Après s’être penché sur « les vertus de l’échec » en 2017, il publie cette année un autre petit ouvrage, toujours aux éditions Allary : la Confiance en soi. Encore un sujet psychologique diriez vous. Et vous n’auriez pas tort ! En ce moment, la philosophie revient en force dans nos vies malmenées et elle « sert », comme autrefois la religion qui l’a supplantée malheureusement, à nous demander ce que peut être une « vie bonne ». Nous avons trop longtemps laissé ce domaine aux psychologues, aux coachs et autres consultants de tout poil, et cela fait du bien de se dire qu’ici, en Occident, nous sommes également les héritiers d’une tradition de pensée qui peut nous donner des éléments pour mener nos vies vers des ports plus cléments. La philosophie n’est pas qu’un discours théorique, c’est avant tout une pratique de vie. Il n’y a pas non plus qu’en Orient que la philosophie peut être un moyen de vivre bien et heureux. Nous retrouvons enfin les rivages plus sûrs de l’Antiquité, bien avant que les affres des monothéismes nous aient ravagé le cerveau.

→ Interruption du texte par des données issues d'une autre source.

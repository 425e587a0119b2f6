use crate::{
    error::WalletError,
    provider::WalletProvider,
};
use alloy_primitives::Address;
use std::time::Duration;
use tokio::{
    sync::mpsc,
    task::JoinHandle,
    time,
};
use tracing::{
    info,
    warn,
};

/// Who is connected, and to which chain. Never persisted.
#[derive(Clone, Copy, Debug, Default, Eq, PartialEq)]
pub struct Session {
    pub account: Option<Address>,
    pub chain_id: Option<u64>,
}

/// Notifications coming from the wallet.
#[derive(Clone, Debug, Eq, PartialEq)]
pub enum WalletEvent {
    AccountsChanged(Vec<Address>),
    ChainChanged(u64),
}

/// Owns the single wallet handle. Everything else works on clones handed
/// out by [`SessionManager::provider`].
#[derive(Clone, Debug)]
pub struct SessionManager<P> {
    provider: Option<P>,
}

impl<P: WalletProvider> SessionManager<P> {
    pub fn new(provider: Option<P>) -> Self {
        if provider.is_none() {
            warn!("no wallet provider configured");
        }
        Self { provider }
    }

    pub fn provider(&self) -> Option<&P> {
        self.provider.as_ref()
    }

    /// Picks up an already authorized account without prompting. A
    /// missing wallet yields an empty session.
    pub async fn restore(&self) -> Result<Session, WalletError> {
        let Some(provider) = self.provider.as_ref() else {
            info!("wallet provider not found; staying disconnected");
            return Ok(Session::default());
        };
        let accounts = provider.accounts().await?;
        let account = accounts.first().copied();
        match account {
            Some(account) => info!(%account, "found an authorized account"),
            None => info!("no authorized account found"),
        }
        let chain_id = provider.chain_id().await?;
        Ok(Session {
            account,
            chain_id: Some(chain_id),
        })
    }

    /// Explicit connect: the only path that asks the wallet for access.
    pub async fn connect(&self) -> Result<Address, WalletError> {
        let provider = self
            .provider
            .as_ref()
            .ok_or(WalletError::ProviderMissing)?;
        let accounts = provider.request_accounts().await?;
        let account = accounts.first().copied().ok_or(WalletError::NoAccounts)?;
        info!(%account, "connected");
        Ok(account)
    }

    /// Starts the wallet watcher, or nothing when no wallet is present.
    pub fn spawn_watcher(
        &self,
        every: Duration,
        events: mpsc::UnboundedSender<WalletEvent>,
    ) -> Option<JoinHandle<()>> {
        let provider = self.provider.clone()?;
        Some(tokio::spawn(watch_wallet(provider, every, events)))
    }
}

/// Polls the wallet and reports account or chain changes. The first
/// observation is always reported. Returns once `events` is closed.
pub async fn watch_wallet<P: WalletProvider>(
    provider: P,
    every: Duration,
    events: mpsc::UnboundedSender<WalletEvent>,
) {
    let mut ticker = time::interval(every);
    ticker.set_missed_tick_behavior(time::MissedTickBehavior::Delay);
    let mut last_chain: Option<u64> = None;
    let mut last_accounts: Option<Vec<Address>> = None;

    loop {
        tokio::select! {
            _ = ticker.tick() => {}
            _ = events.closed() => break,
        }

        match provider.chain_id().await {
            Ok(chain_id) if last_chain != Some(chain_id) => {
                last_chain = Some(chain_id);
                if events.send(WalletEvent::ChainChanged(chain_id)).is_err() {
                    break;
                }
            }
            Ok(_) => {}
            Err(err) => warn!(?err, "chain id query failed"),
        }

        match provider.accounts().await {
            Ok(accounts) if last_accounts.as_ref() != Some(&accounts) => {
                last_accounts = Some(accounts.clone());
                if events.send(WalletEvent::AccountsChanged(accounts)).is_err() {
                    break;
                }
            }
            Ok(_) => {}
            Err(err) => warn!(?err, "account query failed"),
        }
    }
}
#[cfg(test)]
mod tests {
    #![allow(non_snake_case)]

    use super::*;
    use crate::{
        contract::{
            GameState,
            PlayerPosition,
        },
        network::{
            ChainResolution,
            NetworkConfig,
        },
        session::Session,
    };
    use alloy_primitives::{
        U256,
        address,
    };
    use crossterm::event::{
        KeyEvent,
        KeyModifiers,
    };

    const ETHER: u64 = 1_000_000_000_000_000_000;

    fn key(code: KeyCode) -> Event {
        Event::Key(KeyEvent::new(code, KeyModifiers::NONE))
    }

    fn playing_view() -> ViewState {
        let mut view = ViewState::new(true);
        view.session = Session {
            account: Some(address!("1234567890abcdef1234567890abcdef12341234")),
            chain_id: Some(42),
        };
        view.chain = Some(ChainResolution::Supported(NetworkConfig {
            network: Network::Kovan,
            contract_address: address!("00000000000000000000000000000000000000c0"),
        }));
        view.game = Some(GameState {
            id: U256::from(12u64),
            pot: U256::from(3 * ETHER),
            average: U256::from(ETHER),
            player_count: U256::from(3u64),
            min_deposit: U256::from(ETHER / 1_000),
            ending_at: U256::from(1_700_000_100u64),
            ..GameState::default()
        });
        view
    }

    fn now() -> DateTime<Utc> {
        DateTime::<Utc>::from_timestamp(1_700_000_000, 0).unwrap()
    }

    #[test]
    fn game_lines__stale_notice_uses_local_time() {
        let mut view = playing_view();
        view.last_game_poll = Some(now());
        view.poll_failures = 2;

        let lines = game_lines(&view, now());

        let expected = now().with_timezone(&Local).format("%H:%M:%S").to_string();
        let notice = lines.last().unwrap();
        assert!(notice.contains(&format!("last update {expected},")), "{notice}");
    }

    #[test]
    fn interpret_event__bet_modal_collects_decimal_input() {
        let view = playing_view();
        let mut state = UiState::default();

        assert_eq!(
            interpret_event(&mut state, key(KeyCode::Char('b')), &view),
            Some(UserEvent::Redraw)
        );
        for c in ['0', '.', '5', '.', '1'] {
            interpret_event(&mut state, key(KeyCode::Char(c)), &view);
        }
        let event = interpret_event(&mut state, key(KeyCode::Enter), &view);

        assert_eq!(event, Some(UserEvent::PlaceBet(String::from("0.51"))));
        assert_eq!(state.mode, Mode::Normal);
    }

    #[test]
    fn interpret_event__bet_key_hidden_after_betting() {
        let mut view = playing_view();
        view.position = Some(PlayerPosition {
            bet: U256::from(ETHER),
            timestamp: U256::ZERO,
        });
        let mut state = UiState::default();

        let event = interpret_event(&mut state, key(KeyCode::Char('b')), &view);

        assert_eq!(event, None);
        assert_eq!(state.mode, Mode::Normal);
    }

    #[test]
    fn interpret_event__alert_swallows_keys_until_dismissed() {
        let mut view = playing_view();
        view.alert = Some(String::from("Please enter a bet amount!"));
        let mut state = UiState::default();

        assert_eq!(interpret_event(&mut state, key(KeyCode::Char('q')), &view), None);
        assert_eq!(
            interpret_event(&mut state, key(KeyCode::Enter), &view),
            Some(UserEvent::DismissAlert)
        );
    }

    #[test]
    fn interpret_event__quit_needs_confirmation() {
        let view = playing_view();
        let mut state = UiState::default();
        assert_eq!(
            interpret_event(&mut state, key(KeyCode::Char('q')), &view),
            Some(UserEvent::Redraw)
        );
        assert_eq!(
            interpret_event(&mut state, key(KeyCode::Char('y')), &view),
            Some(UserEvent::Quit)
        );
    }

    #[test]
    fn header_line__shows_short_account_and_network() {
        let line = header_line(&playing_view());
        assert_eq!(line, "Account: 0x1234...1234 | Network: Kovan");
    }

    #[test]
    fn game_lines__show_bar_pot_and_timer() {
        let lines = game_lines(&playing_view(), now());
        assert_eq!(lines[1], "Time left: 1m 40s");
        assert_eq!(lines[2], "The bar is currently at 1.000 ETH");
        assert_eq!(lines[3], "Pot: 3.000 ETH | Current players: 3");
    }

    #[test]
    fn game_lines__wrong_network_lists_supported_networks() {
        let mut view = playing_view();
        view.chain = Some(ChainResolution::Unsupported(1));
        let lines = game_lines(&view, now());
        assert_eq!(lines[0], "Wrong network.");
        assert!(lines[1].contains("Kovan"));
    }

    #[test]
    fn game_lines__flags_stale_data() {
        let mut view = playing_view();
        view.poll_failures = 2;
        let lines = game_lines(&view, now());
        assert!(lines.last().unwrap().contains("2 failed refresh"));
    }

    #[test]
    fn rules_lines__include_minimum_bet_and_explorer_link() {
        let lines = rules_lines(&playing_view());
        assert!(lines.contains(&String::from("Minimum bet: 0.001 ETH")));
        assert!(lines.iter().any(|l| l.contains("kovan.etherscan.io")));
    }
}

C’est le sujet même du petit livre de Charles Pépin. Quand on lit le titre : « la confiance en soi, une philosophie », on se dit qu’il a dû se tromper, et que la question de la confiance en soi est un problème psy, de coach et qu’il faut juste avoir la volonté, être audacieux et hop, tout ira mieux. Mais justement, Charles Pépin refuse de laisser ces « choses-là » aux mains de ces charlatans et nous redonne, avec légèreté, mais non moins de profondeur métaphysique, les clés pour comprendre ce que nous faisons ici-bas.

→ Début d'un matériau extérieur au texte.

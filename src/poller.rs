//! Background refresh of on-chain game state.
//!
//! At most one worker runs at a time. Restarting the supervisor aborts
//! the previous worker before the new one is spawned, and every result a
//! worker produces is tagged with the token it was started for.

use crate::{
    contract::DiveBar,
    provider::WalletProvider,
    state::{
        Event,
        SyncToken,
    },
};
use alloy_primitives::Address;
use chrono::Utc;
use std::time::Duration;
use tokio::{
    sync::mpsc,
    task::JoinHandle,
    time,
};
use tracing::{
    debug,
    info,
    warn,
};

#[derive(Clone, Copy, Debug, Eq, PartialEq)]
pub enum PollCommand {
    FetchNow,
    FetchAccount(Address),
}

#[derive(Debug)]
struct Poller {
    token: SyncToken,
    commands: mpsc::UnboundedSender<PollCommand>,
    handle: JoinHandle<()>,
}

impl Drop for Poller {
    fn drop(&mut self) {
        self.handle.abort();
    }
}

#[derive(Debug)]
pub struct PollSupervisor<P> {
    provider: P,
    interval: Duration,
    events: mpsc::UnboundedSender<Event>,
    current: Option<Poller>,
}

impl<P: WalletProvider> PollSupervisor<P> {
    pub fn new(provider: P, interval: Duration, events: mpsc::UnboundedSender<Event>) -> Self {
        Self {
            provider,
            interval,
            events,
            current: None,
        }
    }

    pub fn active_token(&self) -> Option<SyncToken> {
        self.current.as_ref().map(|poller| poller.token)
    }

    pub fn is_running(&self) -> bool {
        self.current
            .as_ref()
            .is_some_and(|poller| !poller.handle.is_finished())
    }

    /// Stops the current worker, then starts one for `token`.
    pub fn restart(&mut self, token: SyncToken) {
        self.stop();
        info!(chain_id = token.chain_id, contract = %token.contract, "starting game poller");
        let contract = DiveBar::new(self.provider.clone(), token.contract);
        let (commands, command_rx) = mpsc::unbounded_channel();
        let handle = tokio::spawn(poll_worker(
            self.interval,
            contract,
            token,
            command_rx,
            self.events.clone(),
        ));
        self.current = Some(Poller {
            token,
            commands,
            handle,
        });
    }

    pub fn stop(&mut self) {
        if let Some(poller) = self.current.take() {
            debug!(token = ?poller.token, "stopping game poller");
        }
    }

    /// Fetches the game right away instead of waiting for the next tick.
    /// Ignored unless `token` is the one currently being polled.
    pub fn fetch_now(&self, token: SyncToken) {
        match &self.current {
            Some(poller) if poller.token == token => {
                let _ = poller.commands.send(PollCommand::FetchNow);
            }
            _ => debug!(?token, "game refresh for inactive token ignored"),
        }
    }

    /// Queues a position and balance refresh. Ignored unless `token` is
    /// the one currently being polled.
    pub fn fetch_account(&self, token: SyncToken, account: Address) {
        match &self.current {
            Some(poller) if poller.token == token => {
                let _ = poller.commands.send(PollCommand::FetchAccount(account));
            }
            _ => debug!(?token, %account, "account fetch for inactive token ignored"),
        }
    }
}

async fn poll_worker<P: WalletProvider>(
    poll_interval: Duration,
    contract: DiveBar<P>,
    token: SyncToken,
    mut command_rx: mpsc::UnboundedReceiver<PollCommand>,
    events: mpsc::UnboundedSender<Event>,
) {
    async fn fetch_game<P: WalletProvider>(
        contract: &DiveBar<P>,
        token: SyncToken,
        events: &mpsc::UnboundedSender<Event>,
    ) -> bool {
        let result = contract.game_info().await.map_err(|err| {
            warn!(?err, "game info fetch failed");
            err.to_string()
        });
        events
            .send(Event::GameFetched {
                token,
                at: Utc::now(),
                result,
            })
            .is_ok()
    }

    async fn fetch_account<P: WalletProvider>(
        contract: &DiveBar<P>,
        token: SyncToken,
        account: Address,
        events: &mpsc::UnboundedSender<Event>,
    ) -> bool {
        // position and balance are independent; one failing leaves the other
        let position = contract.player(account).await.map_err(|err| {
            debug!(?err, %account, "player fetch failed");
            err.to_string()
        });
        let balance = contract.user_balance(account).await.map_err(|err| {
            warn!(?err, %account, "balance fetch failed");
            err.to_string()
        });
        events
            .send(Event::PositionFetched {
                token,
                account,
                result: position,
            })
            .is_ok()
            && events
                .send(Event::BalanceFetched {
                    token,
                    account,
                    result: balance,
                })
                .is_ok()
    }

    let mut ticker = time::interval(poll_interval);
    ticker.set_missed_tick_behavior(time::MissedTickBehavior::Delay);

    loop {
        let open = tokio::select! {
            _ = ticker.tick() => fetch_game(&contract, token, &events).await,
            cmd = command_rx.recv() => match cmd {
                Some(PollCommand::FetchNow) => fetch_game(&contract, token, &events).await,
                Some(PollCommand::FetchAccount(account)) => {
                    fetch_account(&contract, token, account, &events).await
                }
                None => break,
            },
        };
        if !open {
            debug!("event receiver dropped; poller exiting");
            break;
        }
    }
}

#[cfg(test)]
mod tests {
    #![allow(non_snake_case)]

    use super::*;
    use crate::{
        contract::GameState,
        test_helpers::FakeWallet,
    };
    use alloy_primitives::{
        U256,
        address,
    };

    const CONTRACT: Address = address!("00000000000000000000000000000000000000c0");

    fn token(generation: u64) -> SyncToken {
        SyncToken {
            generation,
            chain_id: 42,
            contract: CONTRACT,
        }
    }

    #[tokio::test(start_paused = true)]
    async fn restart__polls_immediately_then_on_interval() {
        // given
        let wallet = FakeWallet::new(42);
        wallet.set_game(GameState {
            id: U256::from(1u64),
            ..GameState::default()
        });
        let (tx, mut rx) = mpsc::unbounded_channel();
        let mut supervisor = PollSupervisor::new(wallet.clone(), Duration::from_secs(2), tx);

        // when
        supervisor.restart(token(1));

        // then
        let first = rx.recv().await.unwrap();
        assert!(matches!(first, Event::GameFetched { token: t, result: Ok(_), .. } if t == token(1)));
        time::advance(Duration::from_secs(2)).await;
        let second = rx.recv().await.unwrap();
        assert!(matches!(second, Event::GameFetched { .. }));
    }

    #[tokio::test(start_paused = true)]
    async fn restart__replaces_previous_worker() {
        let wallet = FakeWallet::new(42);
        let (tx, mut rx) = mpsc::unbounded_channel();
        let mut supervisor = PollSupervisor::new(wallet, Duration::from_secs(2), tx);

        supervisor.restart(token(1));
        supervisor.restart(token(2));
        assert_eq!(supervisor.active_token(), Some(token(2)));

        time::advance(Duration::from_secs(10)).await;
        while let Ok(event) = rx.try_recv() {
            if let Event::GameFetched { token: t, .. } = event {
                assert_eq!(t, token(2));
            }
        }
    }

    #[tokio::test(start_paused = true)]
    async fn fetch_account__reports_position_and_balance() {
        let wallet = FakeWallet::new(42);
        let alice = address!("00000000000000000000000000000000000000a1");
        wallet.set_balance(alice, U256::from(7u64));
        let (tx, mut rx) = mpsc::unbounded_channel();
        let mut supervisor = PollSupervisor::new(wallet, Duration::from_secs(60), tx);
        supervisor.restart(token(1));
        let _initial = rx.recv().await.unwrap();

        supervisor.fetch_account(token(1), alice);

        let position = rx.recv().await.unwrap();
        assert!(matches!(position, Event::PositionFetched { account, .. } if account == alice));
        let balance = rx.recv().await.unwrap();
        assert!(matches!(
            balance,
            Event::BalanceFetched { result: Ok(b), .. } if b == U256::from(7u64)
        ));
    }

    #[tokio::test(start_paused = true)]
    async fn fetch_account__ignores_inactive_token() {
        let wallet = FakeWallet::new(42);
        let (tx, mut rx) = mpsc::unbounded_channel();
        let mut supervisor = PollSupervisor::new(wallet, Duration::from_secs(60), tx);
        supervisor.restart(token(2));
        let _initial = rx.recv().await.unwrap();

        supervisor.fetch_account(token(1), address!("00000000000000000000000000000000000000a1"));
        time::advance(Duration::from_secs(1)).await;

        assert!(rx.try_recv().is_err());
    }

    #[tokio::test(start_paused = true)]
    async fn fetch_now__reads_game_before_next_tick() {
        let wallet = FakeWallet::new(42);
        let (tx, mut rx) = mpsc::unbounded_channel();
        let mut supervisor = PollSupervisor::new(wallet, Duration::from_secs(60), tx);
        supervisor.restart(token(1));
        let _initial = rx.recv().await.unwrap();

        supervisor.fetch_now(token(2));
        supervisor.fetch_now(token(1));

        let refreshed = rx.recv().await.unwrap();
        assert!(matches!(refreshed, Event::GameFetched { token: t, .. } if t == token(1)));
        assert!(rx.try_recv().is_err());
    }

    #[tokio::test(start_paused = true)]
    async fn stop__ends_polling() {
        let wallet = FakeWallet::new(42);
        let (tx, mut rx) = mpsc::unbounded_channel();
        let mut supervisor = PollSupervisor::new(wallet.clone(), Duration::from_secs(2), tx);
        supervisor.restart(token(1));
        let _initial = rx.recv().await.unwrap();

        supervisor.stop();
        let calls = wallet.call_count();
        time::advance(Duration::from_secs(20)).await;

        assert!(!supervisor.is_running());
        assert_eq!(wallet.call_count(), calls);
    }
}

De la philosophie et pas du buzz, s’il vous plaît !
Quand le livre est sorti au printemps dernier, j’ai écouté avec attention les quelques critiques radio que j’ai pu glaner, pour essayer de me faire un avis sur le livre, avant de lire moi-même. J’ai été déçue, car les « journalistes » ne se sont arrêtés qu’aux premiers chapitres du livre (à croire qu’ils ne lisent que ceux-là avant de recevoir leurs invités pour faire une interview express sans avoir l’air de ne rien y comprendre) et aux quelques exemples que l’auteur cite pour éclairer son sujet. La confiance en soi : et bien, prenez exemple sur Serena Williams ou sur George Sand. Et puis c’est tout. Mais en fait, le livre est bien plus que cela, bien plus que des exemples qui permettraient aux lecteurs de s’identifier et donc… d’échouer à avoir confiance en soi, puisque ces personnalités ne sont pas nous.

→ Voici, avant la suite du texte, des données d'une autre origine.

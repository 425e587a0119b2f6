use alloy_primitives::{
    Address,
    U256,
    address,
};
use divebar_client::{
    client::Controller,
    contract::GameState,
    network::{
        Network,
        NetworkTable,
    },
    session::{
        SessionManager,
        WalletEvent,
    },
    state::{
        Event,
        NO_WALLET_ALERT,
    },
    test_helpers::{
        FakeWallet,
        settle,
    },
};
use std::time::Duration;

const ALICE: Address = address!("00000000000000000000000000000000000000a1");
const BOB: Address = address!("00000000000000000000000000000000000000b0");
const CONTRACT: Address = address!("00000000000000000000000000000000000000c0");

fn networks() -> NetworkTable {
    NetworkTable::new([(Network::Kovan, CONTRACT)])
}

fn controller(wallet: &FakeWallet) -> Controller<FakeWallet> {
    wallet.set_game(GameState {
        id: U256::from(1u64),
        ..GameState::default()
    });
    Controller::new(Some(wallet.clone()), networks(), Duration::from_secs(2))
}

#[tokio::test]
async fn restore__picks_up_authorized_account_without_prompt() {
    let wallet = FakeWallet::with_account(42, ALICE);
    let manager = SessionManager::new(Some(wallet));

    let session = manager.restore().await.unwrap();

    assert_eq!(session.account, Some(ALICE));
    assert_eq!(session.chain_id, Some(42));
}

#[tokio::test]
async fn restore__unauthorized_wallet_still_shows_game() {
    // given
    let wallet = FakeWallet::with_account(42, ALICE);
    wallet.set_authorized(false);
    let mut controller = controller(&wallet);

    // when
    controller.restore();
    settle(controller.run_until(|s| s.game.is_some())).await;

    // then
    assert_eq!(controller.state().session.account, None);
    assert!(controller.state().position.is_none());
}

#[tokio::test]
async fn connect__authorizes_account_and_loads_position() {
    let wallet = FakeWallet::with_account(42, ALICE);
    wallet.set_authorized(false);
    let mut controller = controller(&wallet);
    controller.restore();
    settle(controller.run_until(|s| s.game.is_some())).await;

    controller.dispatch(Event::ConnectRequested);
    settle(controller.run_until(|s| s.position.is_some() && s.claimable.is_some())).await;

    assert_eq!(controller.state().session.account, Some(ALICE));
    assert!(controller.state().pending.is_none());
}

#[tokio::test]
async fn connect__denied_request_is_reported() {
    let wallet = FakeWallet::with_account(42, ALICE);
    wallet.set_authorized(false);
    wallet.deny_connect(true);
    let mut controller = controller(&wallet);

    controller.dispatch(Event::ConnectRequested);
    settle(controller.run_until(|s| s.pending.is_none())).await;

    let state = controller.state();
    assert_eq!(state.session.account, None);
    assert!(state.errors.iter().any(|e| e.starts_with("Connect failed")));
}

#[tokio::test]
async fn connect__without_wallet_asks_user_to_install_one() {
    let mut controller: Controller<FakeWallet> =
        Controller::new(None, networks(), Duration::from_secs(2));

    assert!(controller.spawn_wallet_watcher(Duration::from_millis(10)).is_none());
    controller.dispatch(Event::ConnectRequested);

    assert_eq!(controller.state().alert.as_deref(), Some(NO_WALLET_ALERT));
    assert!(!controller.state().wallet_present);
}

#[tokio::test]
async fn watcher__reports_account_and_network_switches() {
    // given
    let wallet = FakeWallet::with_account(42, ALICE);
    let mut controller = controller(&wallet);
    let mut events = controller
        .spawn_wallet_watcher(Duration::from_millis(10))
        .unwrap();
    assert_eq!(events.recv().await, Some(WalletEvent::ChainChanged(42)));
    assert_eq!(
        events.recv().await,
        Some(WalletEvent::AccountsChanged(vec![ALICE]))
    );

    // when
    wallet.set_accounts(vec![BOB]);
    wallet.set_chain_id(4_002);

    // then
    let mut seen = Vec::new();
    settle(async {
        while seen.len() < 2 {
            if let Some(event) = events.recv().await {
                seen.push(event);
            }
        }
    })
    .await;
    assert!(seen.contains(&WalletEvent::ChainChanged(4_002)));
    assert!(seen.contains(&WalletEvent::AccountsChanged(vec![BOB])));
}

#[tokio::test]
async fn watcher__account_switch_resets_player_data() {
    let wallet = FakeWallet::with_account(42, ALICE);
    let mut controller = controller(&wallet);
    controller.restore();
    settle(controller.run_until(|s| s.position.is_some())).await;

    controller.dispatch(Event::Wallet(WalletEvent::AccountsChanged(vec![BOB])));

    let state = controller.state();
    assert_eq!(state.session.account, Some(BOB));
    assert!(state.position.is_none());
    assert!(state.claimable.is_none());
}
//! Hypothesis test suite.
//!
//! Each test reads its columns through [`crate::columns`], validates its
//! preconditions before computing anything, and returns a self-contained
//! [`TestResult`] whose `summary` is rendered by [`crate::summary`].
//!
//! Some statistics are reported without a p-value (goodness-of-fit, ANOVA,
//! Pearson correlation). In that case `p_value` is `None` and `limitation`
//! explains why; callers branch on field presence, not on an error.

mod chi_squared;
mod parametric;
mod rank;

use std::{fmt, str::FromStr};

use serde::Serialize;
use statrs::distribution::{ChiSquared, ContinuousCDF, Normal, StudentsT};

use crate::{
    dataset::Dataset,
    error::{AnalysisError, Result},
    frequency::FrequencyTable,
    schema::ColumnType,
};

pub use chi_squared::{chi_squared_goodness_of_fit, chi_squared_independence, default_proportions};
pub use parametric::{
    independent_t_test, one_sample_t_test, one_way_anova, paired_t_test, pearson_correlation,
};
pub use rank::{kruskal_wallis, mann_whitney_u, wilcoxon_signed_rank};

/// Significance level used for every conclusion.
pub const ALPHA: f64 = 0.05;

#[derive(Debug, Clone, Copy, PartialEq, Eq, Hash, Serialize)]
#[serde(rename_all = "kebab-case")]
pub enum TestKind {
    OneSampleTTest,
    IndependentTTest,
    PairedTTest,
    ChiSquaredGof,
    ChiSquared,
    OneWayAnova,
    PearsonCorrelation,
    MannWhitneyU,
    KruskalWallis,
    WilcoxonSignedRank,
}

impl TestKind {
    pub const ALL: [TestKind; 10] = [
        TestKind::OneSampleTTest,
        TestKind::IndependentTTest,
        TestKind::PairedTTest,
        TestKind::ChiSquaredGof,
        TestKind::ChiSquared,
        TestKind::OneWayAnova,
        TestKind::PearsonCorrelation,
        TestKind::MannWhitneyU,
        TestKind::KruskalWallis,
        TestKind::WilcoxonSignedRank,
    ];

    /// Identifier accepted by [`FromStr`].
    pub fn id(&self) -> &'static str {
        match self {
            TestKind::OneSampleTTest => "one-sample-t-test",
            TestKind::IndependentTTest => "independent-t-test",
            TestKind::PairedTTest => "paired-t-test",
            TestKind::ChiSquaredGof => "chi-squared-gof",
            TestKind::ChiSquared => "chi-squared",
            TestKind::OneWayAnova => "one-way-anova",
            TestKind::PearsonCorrelation => "pearson-correlation",
            TestKind::MannWhitneyU => "mann-whitney-u",
            TestKind::KruskalWallis => "kruskal-wallis",
            TestKind::WilcoxonSignedRank => "wilcoxon-signed-rank",
        }
    }

    /// Human-readable name used in summaries and logs.
    pub fn display_name(&self) -> &'static str {
        match self {
            TestKind::OneSampleTTest => "One-Sample T-Test",
            TestKind::IndependentTTest => "Independent Samples T-Test",
            TestKind::PairedTTest => "Paired Samples T-Test",
            TestKind::ChiSquaredGof => "Chi-Squared Goodness-of-Fit Test",
            TestKind::ChiSquared => "Chi-Squared Test of Independence",
            TestKind::OneWayAnova => "One-Way ANOVA",
            TestKind::PearsonCorrelation => "Pearson Correlation",
            TestKind::MannWhitneyU => "Mann-Whitney U Test",
            TestKind::KruskalWallis => "Kruskal-Wallis H Test",
            TestKind::WilcoxonSignedRank => "Wilcoxon Signed-Rank Test",
        }
    }

    /// Which columns may fill the first and (optional) second variable slot.
    pub fn roles(&self) -> (VariableRole, Option<VariableRole>) {
        use VariableRole::*;
        match self {
            TestKind::OneSampleTTest => (Numeric, None),
            TestKind::ChiSquaredGof => (Categorical, None),
            TestKind::IndependentTTest | TestKind::MannWhitneyU => {
                (Numeric, Some(CategoricalTwoGroups))
            }
            TestKind::OneWayAnova => (Numeric, Some(CategoricalThreeOrMoreGroups)),
            TestKind::KruskalWallis => (Numeric, Some(CategoricalMultiGroup)),
            TestKind::ChiSquared => (Categorical, Some(Categorical)),
            TestKind::PearsonCorrelation | TestKind::PairedTTest | TestKind::WilcoxonSignedRank => {
                (Numeric, Some(Numeric))
            }
        }
    }
}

Charles Pépin parle davantage, dans son livre, d’auteurs comme Ralph Waldo Emerson, Nietzsche, Marc-Aurèle, Bergson ou Lacan, pour nous rappeler ce qui, dans leurs écrits, que nous ne sommes pas obligés de lire en entier à moins d’être professeur de philosophie (!), nous donne un éclairage nouveau, intéressant, inédit sur la question de la confiance en soi.
« Il est facile, étant dans le monde, de vivre selon l’opinion du monde ; il est facile, dans la solitude, de vivre selon la nôtre, mais il a de la grandeur dans celui qui au milieu de la foule garde avec une suavité parfaite l’indépendance de la solitude. » Emerson, La Confiance en soi, 1841.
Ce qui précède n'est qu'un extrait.